- LiveUpdate running in Norton Internet Security 2012
- Developer: Symantec Corporation
- Operating system: Microsoft Windows, Mac OS X
- License: Proprietary
- Website: Symantec.com

= Norton LiveUpdate =

Norton LiveUpdate is a utility developed by Gen Digital (formerly Symantec Corporation and NortonLifeLock) that downloads and installs security updates and software patches for Norton products. LiveUpdate can only apply updates for a particular version of Norton; it cannot however upgrade a version of Norton to a later version (for example Norton Internet Security 2006 to 2009). To upgrade the product to the latest version, one would have to go to a separate website.

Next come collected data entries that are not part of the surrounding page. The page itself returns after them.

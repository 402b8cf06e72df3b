//! Structured error types and the normalized error records surfaced to consumers.

use regex_lite::Regex;
use serde::{Deserialize, Serialize};
use std::fmt;
use std::sync::LazyLock;

/// Error taxonomy for programmatic handling.
#[derive(Debug, Clone, Copy, Serialize, Deserialize, PartialEq, Eq, Hash)]
pub enum ErrorCode {
    /// Matching configuration absent or inaccessible; blocks the operation.
    #[serde(rename = "CONFIGURATION_ERROR")]
    Configuration,
    /// Missing or invalid submission fields; rejected before any remote call.
    #[serde(rename = "VALIDATION_ERROR")]
    Validation,
    /// Insufficient permission on an object or field.
    #[serde(rename = "ACCESS_ERROR")]
    Access,
    /// Failure reported by the external record or batch store.
    #[serde(rename = "REMOTE_EXECUTION_ERROR")]
    RemoteExecution,
    /// Job completed with per-record errors. Non-fatal.
    #[serde(rename = "PARTIAL_RESULT_ERROR")]
    PartialResult,
    /// Engine bug or storage failure.
    #[serde(rename = "INTERNAL_ERROR")]
    Internal,
}

impl ErrorCode {
    pub fn as_str(&self) -> &'static str {
        match self {
            ErrorCode::Configuration => "ConfigurationError",
            ErrorCode::Validation => "ValidationError",
            ErrorCode::Access => "AccessError",
            ErrorCode::RemoteExecution => "RemoteExecutionError",
            ErrorCode::PartialResult => "PartialResultError",
            ErrorCode::Internal => "InternalError",
        }
    }

    /// Whether the error leaves the affected operation usable.
    pub fn is_fatal(&self) -> bool {
        !matches!(self, ErrorCode::PartialResult)
    }
}

impl fmt::Display for ErrorCode {
    fn fmt(&self, f: &mut fmt::Formatter<'_>) -> fmt::Result {
        f.write_str(self.as_str())
    }
}

/// Structured engine error.
#[derive(Debug, Clone, Serialize, Deserialize, PartialEq)]
pub struct EngineError {
    pub code: ErrorCode,
    pub message: String,
    /// Field names the error refers to (missing required fields, denied fields).
    #[serde(default, skip_serializing_if = "Vec::is_empty")]
    pub fields: Vec<String>,
    #[serde(skip_serializing_if = "Option::is_none")]
    pub details: Option<String>,
}

impl EngineError {
    pub fn new(code: ErrorCode, message: impl Into<String>) -> Self {
        Self {
            code,
            message: message.into(),
            fields: Vec::new(),
            details: None,
        }
    }

    pub fn with_fields(mut self, fields: impl IntoIterator<Item = impl Into<String>>) -> Self {
        self.fields = fields.into_iter().map(Into::into).collect();
        self
    }

    pub fn with_details(mut self, details: impl Into<String>) -> Self {
        self.details = Some(details.into());
        self
    }

    // Convenience constructors

    pub fn configuration(message: impl Into<String>) -> Self {
        Self::new(ErrorCode::Configuration, message)
    }

    pub fn validation(message: impl Into<String>) -> Self {
        Self::new(ErrorCode::Validation, message)
    }

    pub fn missing_fields(fields: &[String]) -> Self {
        Self::new(
            ErrorCode::Validation,
            format!("Missing required field values: {}", fields.join(", ")),
        )
        .with_fields(fields.iter().cloned())
    }

    pub fn access(message: impl Into<String>) -> Self {
        Self::new(ErrorCode::Access, message)
    }

    pub fn remote(message: impl Into<String>) -> Self {
        Self::new(ErrorCode::RemoteExecution, message)
    }

    pub fn partial(message: impl Into<String>) -> Self {
        Self::new(ErrorCode::PartialResult, message)
    }

    pub fn internal(err: impl fmt::Display) -> Self {
        Self::new(ErrorCode::Internal, err.to_string())
    }

    pub fn is_validation(&self) -> bool {
        self.code == ErrorCode::Validation
    }
}

impl fmt::Display for EngineError {
    fn fmt(&self, f: &mut fmt::Formatter<'_>) -> fmt::Result {
        write!(f, "{}: {}", self.code, self.message)
    }
}

impl std::error::Error for EngineError {}

impl From<anyhow::Error> for EngineError {
    fn from(err: anyhow::Error) -> Self {
        match err.downcast::<EngineError>() {
            Ok(engine_err) => engine_err,
            Err(err) => EngineError::internal(err),
        }
    }
}

/// Result type for engine operations.
pub type EngineResult<T> = std::result::Result<T, EngineError>;

/// Normalized, display-safe form of an error, kept in the store's bounded error list.
#[derive(Debug, Clone, Serialize, Deserialize, PartialEq)]
pub struct ErrorRecord {
    pub id: String,
    pub code: ErrorCode,
    pub message: String,
    #[serde(skip_serializing_if = "Option::is_none")]
    pub details: Option<String>,
    /// Milliseconds since the epoch.
    pub timestamp: i64,
}

impl ErrorRecord {
    /// Normalize an error, redacting sensitive substrings from message and details.
    pub fn from_error(err: &EngineError, timestamp: i64) -> Self {
        let mut details = err.details.as_deref().map(redact);
        if !err.fields.is_empty() && details.is_none() {
            details = Some(format!("fields: {}", err.fields.join(", ")));
        }
        Self {
            id: uuid::Uuid::new_v4().to_string(),
            code: err.code,
            message: redact(&err.message),
            details,
            timestamp,
        }
    }
}

static BEARER: LazyLock<Regex> = LazyLock::new(|| {
    Regex::new(r"(?i)bearer\s+[A-Za-z0-9\-._~+/]+=*").expect("bearer pattern")
});

static SECRET_PAIR: LazyLock<Regex> = LazyLock::new(|| {
    Regex::new(
        r#"(?i)\b(password|passwd|pwd|access_token|refresh_token|token|api_key|apikey|secret|key)\s*[=:]\s*("[^"]*"|'[^']*'|[^\s,;&]+)"#,
    )
    .expect("secret pattern")
});

static OPAQUE_ID: LazyLock<Regex> =
    LazyLock::new(|| Regex::new(r"\b[A-Za-z0-9]{24,}\b").expect("opaque id pattern"));

/// Redact bearer tokens, secret key/value pairs and long opaque identifiers.
pub fn redact(text: &str) -> String {
    let text = BEARER.replace_all(text, "Bearer [REDACTED]");
    let text = SECRET_PAIR.replace_all(&text, "${1}=[REDACTED]");
    let text = OPAQUE_ID.replace_all(&text, "[ID]");
    text.into_owned()
}

#[cfg(test)]
mod tests {
    use super::*;

    #[test]
    fn test_missing_fields_names_every_field() {
        let err = EngineError::missing_fields(&["Name".to_string(), "Phone".to_string()]);
        assert_eq!(err.code, ErrorCode::Validation);
        assert_eq!(err.fields, vec!["Name", "Phone"]);
        assert!(err.message.contains("Name, Phone"));
    }

    #[test]
    fn test_redacts_bearer_tokens() {
        let out = redact("request failed: Authorization: Bearer abc.def-123");
        assert!(out.contains("Bearer [REDACTED]"));
        assert!(!out.contains("abc.def-123"));
    }

    #[test]
    fn test_redacts_secret_pairs() {
        let out = redact("login failed password=hunter2, token: 'xyz'");
        assert!(out.contains("password=[REDACTED]"));
        assert!(out.contains("token=[REDACTED]"));
        assert!(!out.contains("hunter2"));
        assert!(!out.contains("xyz"));
    }

    #[test]
    fn test_redacts_long_opaque_ids() {
        let out = redact("session 00D5g000004ZxYzEAKabcdef12 expired");
        assert_eq!(out, "session [ID] expired");
        // Short record ids survive.
        assert_eq!(redact("record 001A expired"), "record 001A expired");
    }

    #[test]
    fn test_error_record_redacts_and_keeps_code() {
        let err = EngineError::remote("merge failed: api_key=supersecret")
            .with_details("Bearer abcdef");
        let record = ErrorRecord::from_error(&err, 42);
        assert_eq!(record.code, ErrorCode::RemoteExecution);
        assert_eq!(record.timestamp, 42);
        assert!(!record.message.contains("supersecret"));
        assert_eq!(record.details.as_deref(), Some("Bearer [REDACTED]"));
        assert!(!record.id.is_empty());
    }

    #[test]
    fn test_anyhow_roundtrip_keeps_engine_error() {
        let err: anyhow::Error = EngineError::access("denied").into();
        let back = EngineError::from(err);
        assert_eq!(back.code, ErrorCode::Access);

        let other = EngineError::from(anyhow::anyhow!("disk full"));
        assert_eq!(other.code, ErrorCode::Internal);
    }

    #[test]
    fn test_partial_result_is_not_fatal() {
        assert!(!ErrorCode::PartialResult.is_fatal());
        assert!(ErrorCode::RemoteExecution.is_fatal());
    }
}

LiveUpdate first shipped in the 1997 version of Norton AntiVirus 2.0 and soon followed in other products. It was created by the Shared Technology Team at the company's Cupertino headquarters and later taken over by the Norton team. Symantec holds at least one patent related to LiveUpdate: Use of Polymorphic Package Files To Update Software.

==Usage==
A valid subscription is required to use Symantec LiveUpdate. Symantec LiveUpdate can be run in Interactive Mode or in Express Mode. In Interactive mode, users decide which updates to download and apply. Express mode will download and apply all applicable updates. LiveUpdate also runs in Express mode silently in the background. Once all updates are downloaded, Symantec LiveUpdate will begin the process of installing them. If a restart is required, LiveUpdate will notify the user. Users can restart within the LiveUpdate interface.

Norton 2006 through 2008 products included a LiveUpdate Notice component, which notifies users of new product versions and subscription status.

==Intelligent Updater==
Intelligent Updater is an alternate delivery method for virus definitions, which consists of an executable file that can be downloaded and run manually. It is used to update virus definitions only. To install other updates a user must run LiveUpdate.